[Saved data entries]
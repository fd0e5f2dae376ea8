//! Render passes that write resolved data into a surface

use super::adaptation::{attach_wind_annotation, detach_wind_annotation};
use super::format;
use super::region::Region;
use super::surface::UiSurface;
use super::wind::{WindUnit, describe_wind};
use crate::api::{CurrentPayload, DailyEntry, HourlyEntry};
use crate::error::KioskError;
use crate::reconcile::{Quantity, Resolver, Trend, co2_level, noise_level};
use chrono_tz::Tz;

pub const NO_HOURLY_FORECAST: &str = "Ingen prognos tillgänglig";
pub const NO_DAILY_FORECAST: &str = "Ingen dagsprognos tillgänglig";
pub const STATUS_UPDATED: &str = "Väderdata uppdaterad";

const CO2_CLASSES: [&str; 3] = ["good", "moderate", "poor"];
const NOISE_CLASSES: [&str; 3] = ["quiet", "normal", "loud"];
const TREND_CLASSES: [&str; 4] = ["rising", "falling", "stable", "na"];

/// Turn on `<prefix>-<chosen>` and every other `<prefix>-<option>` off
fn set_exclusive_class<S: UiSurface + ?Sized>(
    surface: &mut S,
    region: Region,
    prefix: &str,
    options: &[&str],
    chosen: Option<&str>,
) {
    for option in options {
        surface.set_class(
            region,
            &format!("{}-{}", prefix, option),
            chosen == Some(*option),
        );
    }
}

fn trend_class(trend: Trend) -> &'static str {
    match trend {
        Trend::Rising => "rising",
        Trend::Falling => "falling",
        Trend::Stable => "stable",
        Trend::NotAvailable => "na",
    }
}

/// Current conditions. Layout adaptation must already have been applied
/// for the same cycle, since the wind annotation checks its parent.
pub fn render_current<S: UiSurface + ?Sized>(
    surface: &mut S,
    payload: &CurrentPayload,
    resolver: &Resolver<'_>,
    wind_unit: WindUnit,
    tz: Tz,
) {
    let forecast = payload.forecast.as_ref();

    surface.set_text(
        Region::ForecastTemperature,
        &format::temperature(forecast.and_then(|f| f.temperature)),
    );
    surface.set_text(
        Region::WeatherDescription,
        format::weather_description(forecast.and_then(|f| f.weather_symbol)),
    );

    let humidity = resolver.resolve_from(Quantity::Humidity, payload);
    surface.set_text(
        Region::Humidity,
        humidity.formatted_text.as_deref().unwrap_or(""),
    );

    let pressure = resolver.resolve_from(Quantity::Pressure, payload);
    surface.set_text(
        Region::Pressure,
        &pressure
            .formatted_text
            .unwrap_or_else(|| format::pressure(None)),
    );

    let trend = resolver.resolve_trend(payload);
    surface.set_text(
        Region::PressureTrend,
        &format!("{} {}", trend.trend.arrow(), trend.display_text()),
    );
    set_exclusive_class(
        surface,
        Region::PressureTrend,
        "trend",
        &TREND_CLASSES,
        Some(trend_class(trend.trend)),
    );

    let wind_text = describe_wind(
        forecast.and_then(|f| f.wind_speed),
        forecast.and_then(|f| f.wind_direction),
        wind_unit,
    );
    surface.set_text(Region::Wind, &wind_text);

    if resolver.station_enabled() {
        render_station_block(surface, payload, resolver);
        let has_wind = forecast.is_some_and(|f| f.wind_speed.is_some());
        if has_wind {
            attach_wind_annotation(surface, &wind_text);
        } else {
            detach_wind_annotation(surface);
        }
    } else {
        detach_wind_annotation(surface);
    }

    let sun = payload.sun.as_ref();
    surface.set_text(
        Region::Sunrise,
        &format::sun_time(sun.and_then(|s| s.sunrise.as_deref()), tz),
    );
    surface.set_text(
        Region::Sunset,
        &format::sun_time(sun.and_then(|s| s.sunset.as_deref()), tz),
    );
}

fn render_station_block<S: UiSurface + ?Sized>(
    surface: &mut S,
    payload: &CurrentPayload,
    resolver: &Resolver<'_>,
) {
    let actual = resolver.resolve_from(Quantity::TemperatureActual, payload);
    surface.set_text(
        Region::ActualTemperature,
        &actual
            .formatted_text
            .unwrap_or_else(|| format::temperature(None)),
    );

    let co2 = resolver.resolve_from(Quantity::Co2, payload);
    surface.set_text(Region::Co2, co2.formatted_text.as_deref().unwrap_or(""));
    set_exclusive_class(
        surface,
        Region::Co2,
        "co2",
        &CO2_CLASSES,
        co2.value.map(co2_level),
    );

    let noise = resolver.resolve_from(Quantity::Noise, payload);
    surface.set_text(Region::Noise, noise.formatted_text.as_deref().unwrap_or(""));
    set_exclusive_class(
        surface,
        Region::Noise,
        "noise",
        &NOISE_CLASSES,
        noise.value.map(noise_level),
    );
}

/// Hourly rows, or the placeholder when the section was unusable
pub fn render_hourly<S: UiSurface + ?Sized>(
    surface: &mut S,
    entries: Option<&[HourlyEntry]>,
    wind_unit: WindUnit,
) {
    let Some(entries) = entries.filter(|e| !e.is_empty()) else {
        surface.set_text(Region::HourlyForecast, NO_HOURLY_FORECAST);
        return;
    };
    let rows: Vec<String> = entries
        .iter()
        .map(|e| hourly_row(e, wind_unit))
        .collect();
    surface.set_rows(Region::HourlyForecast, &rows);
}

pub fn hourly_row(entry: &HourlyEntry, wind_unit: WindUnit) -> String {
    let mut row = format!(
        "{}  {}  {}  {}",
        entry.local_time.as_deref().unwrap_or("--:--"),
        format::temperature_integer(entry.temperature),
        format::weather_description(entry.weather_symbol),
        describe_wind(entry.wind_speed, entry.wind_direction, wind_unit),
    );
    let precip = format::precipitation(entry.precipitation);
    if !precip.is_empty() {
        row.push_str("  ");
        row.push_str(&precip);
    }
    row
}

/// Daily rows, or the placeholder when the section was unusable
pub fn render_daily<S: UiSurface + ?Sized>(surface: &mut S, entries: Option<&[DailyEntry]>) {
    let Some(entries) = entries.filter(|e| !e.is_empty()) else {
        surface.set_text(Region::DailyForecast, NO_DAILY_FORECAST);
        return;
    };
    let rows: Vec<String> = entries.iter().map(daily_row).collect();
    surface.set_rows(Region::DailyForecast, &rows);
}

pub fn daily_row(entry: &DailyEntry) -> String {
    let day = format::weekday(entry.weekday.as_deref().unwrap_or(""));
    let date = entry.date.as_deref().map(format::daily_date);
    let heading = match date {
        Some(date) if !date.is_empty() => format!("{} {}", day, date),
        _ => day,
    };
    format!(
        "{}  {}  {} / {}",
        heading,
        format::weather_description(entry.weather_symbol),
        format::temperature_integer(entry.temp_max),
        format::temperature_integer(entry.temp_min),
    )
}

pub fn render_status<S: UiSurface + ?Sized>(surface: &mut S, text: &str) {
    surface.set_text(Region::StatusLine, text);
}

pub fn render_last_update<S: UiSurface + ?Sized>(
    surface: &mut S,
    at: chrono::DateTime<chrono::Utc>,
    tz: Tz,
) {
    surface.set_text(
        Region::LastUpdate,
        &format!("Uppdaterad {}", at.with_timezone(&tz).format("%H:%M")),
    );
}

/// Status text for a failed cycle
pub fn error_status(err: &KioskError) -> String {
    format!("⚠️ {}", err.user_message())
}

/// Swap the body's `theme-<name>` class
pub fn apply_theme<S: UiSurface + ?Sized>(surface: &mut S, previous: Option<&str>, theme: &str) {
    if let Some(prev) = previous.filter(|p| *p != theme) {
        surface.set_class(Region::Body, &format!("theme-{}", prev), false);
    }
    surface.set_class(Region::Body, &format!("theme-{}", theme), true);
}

ASSIGNMENT:
Only certain lines are wanted. Please return exactly those from the top of the data through the line with "pub const NO_HOURLY_FORECAST: &str".

EXPECTED ANSWER:
repository fd0e5f2dae376ea8
//! Render passes that write resolved data into a surface

use super::adaptation::{attach_wind_annotation, detach_wind_annotation};
use super::format;
use super::region::Region;
use super::surface::UiSurface;
use super::wind::{WindUnit, describe_wind};
use crate::api::{CurrentPayload, DailyEntry, HourlyEntry};
use crate::error::KioskError;
use crate::reconcile::{Quantity, Resolver, Trend, co2_level, noise_level};
use chrono_tz::Tz;

pub const NO_HOURLY_FORECAST: &str = "Ingen prognos tillgänglig";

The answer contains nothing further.